Et pourtant, quatre ans plus tard, l’Ukraine tient. Elle a coulé le croiseur Moskva. Elle a repoussé l’assaut sur Kyiv. Elle a libéré Kherson. Elle a frappé la flotte russe de la mer Noire sans posséder de marine. Elle a détruit des bombardiers stratégiques à des milliers de kilomètrès du front. Elle a infligé à la Russie 1,25 million de victimes — tués, blessés, disparus. Le prix que paie Moscou est sans précédent dans l’histoire militaire moderne. Et la Russie n’a toujours pas atteint ses objectifs.
Bohdana : la sentinelle de la diaspora
Presque toutes les familles ont perdu quelqu’un
Bohdana Porada est la présidente de l’Alliance des Ukrainiens de Québec.

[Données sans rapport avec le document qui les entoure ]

/// Backward through the tied output projection: gradients flow to the
/// embedding rows (accumulated directly into `grad_segment`) and to
/// `dh` (the final hidden-state gradient).
fn output_projection_backward(
    dh: &mut [f32],
    d_wte: &mut [f32],
    dlogits: &[f32],
    h: &[f32],
    wte: &[f32],
    bt: usize,
    d: usize,
    v: usize,
) {
    for row in 0..bt {
        let dl_row = &dlogits[row * v..row * v + v];
        let h_row = &h[row * d..row * d + d];
        for vi in 0..v {
            let dl = dl_row[vi];
            if dl == 0.0 {
                continue;
            }
            let e_row = &wte[vi * d..vi * d + d];
            let dwte_row = &mut d_wte[vi * d..vi * d + d];
            for i in 0..d {
                dh[row * d + i] += dl * e_row[i];
                add_grad(&mut dwte_row[i], dl * h_row[i]);
            }
        }
    }
}

fn relu_backward(dpre: &mut [f32], pre: &[f32], dhidden: &[f32]) {
    for i in 0..pre.len() {
        dpre[i] = if pre[i] > 0.0 { dhidden[i] } else { 0.0 };
    }
}

fn residual_backward(da: &mut [f32], db: &mut [f32], dout: &[f32]) {
    for i in 0..dout.len() {
        da[i] += dout[i];
        db[i] += dout[i];
    }
}

/// `matmul_backward`: given `dout`, accumulates `dinp`, `dweight`, and
/// (optionally) `dbias` for `out = inp @ weight^T + bias`, with
/// `weight` laid out row-major as `weight[oc][ic]`.
#[allow(clippy::too_many_arguments)]
fn matmul_backward(
    dinp: &mut [f32],
    dweight: &mut [f32],
    mut dbias: Option<&mut [f32]>,
    dout: &[f32],
    inp: &[f32],
    weight: &[f32],
    bt: usize,
    ic: usize,
    oc: usize,
) {
    for row in 0..bt {
        let dout_row = &dout[row * oc..row * oc + oc];
        let inp_row = &inp[row * ic..row * ic + ic];
        let dinp_row = &mut dinp[row * ic..row * ic + ic];
        for o in 0..oc {
            let d = dout_row[o];
            if d == 0.0 {
                continue;
            }
            let w_row = &weight[o * ic..o * ic + ic];
            for i in 0..ic {
                dinp_row[i] += w_row[i] * d;
            }
        }
    }

    for o in 0..oc {
        let dw_row = &mut dweight[o * ic..o * ic + ic];
        let mut db = 0.0f32;
        for row in 0..bt {
            let d = dout[row * oc + o];
            db += d;
            let inp_row = &inp[row * ic..row * ic + ic];
            for i in 0..ic {
                add_grad(&mut dw_row[i], inp_row[i] * d);
            }
        }
        if let Some(dbias) = dbias.as_deref_mut() {
            add_grad(&mut dbias[o], db);
        }
    }
}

Son rôle, depuis quatre ans, c’est de tenir. Tenir la communauté debout. Organiser les commémorations. Coordonner l’aide. Accueillir les réfugiés. Répondre aux médias. Et, surtout, ne jamais laisser voir la fatigue. Même quand elle est là. Même quand elle pèse comme une dalle de béton sur les épaules.
Ce qu’elle dit, d’une voix qu’on imagine à la fois ferme et fêlée, c’est que les drames humains s’accumulent. Que « dans presque toutes les familles, il y à quelqu’un qui est mort à cause de la guerre ». Elle qualifie la situation d’« épouvantable » et de « tellement triste ». Deux mots qui, dans la bouche d’une femme habituée à la retenue diplomatique, résonnent comme un cri. Parce que quand Bohdana Porada dit « épouvantable », elle ne parle pas d’un concept abstrait. Elle parle de noms qu’elle connaît. De visages qu’elle a vus. De familles qu’elle a accompagnées dans le deuil.
« Dans presque toutes les familles, il y à quelqu’un qui est mort. » Relisez cette phrase. Pas dans certaines familles. Pas dans beaucoup de familles. Dans presque toutes. Chaque réunion de la communauté ukrainienne au Québec est un rassemblement d’endeuillés. Chaque chant est un requiem. Chaque drapeau bleu et jaune est un linceul.
Solidaires au milieu des chants et des drapeaux
Et pourtant, ils se rassemblent. Les commémorations du quatrième anniversaire se sont tenues dans une solennité douloureuse, « solidaires au milieu de chants et de drapeaux de l’Ukraine ». Au Canada, plus de 60 rassemblements ont été organisés à travers le pays — des veillées aux chandelles, des marches silencieuses, des prières collectives. À Ottawa, sur la colline du Parlement, le Congrès ukrainien canadien a tenu un événement officiel. À Montréal, à Toronto, à Vancouver — partout où la diaspora ukrainienne a pris racine — les bougies se sont allumées dans le froid de février.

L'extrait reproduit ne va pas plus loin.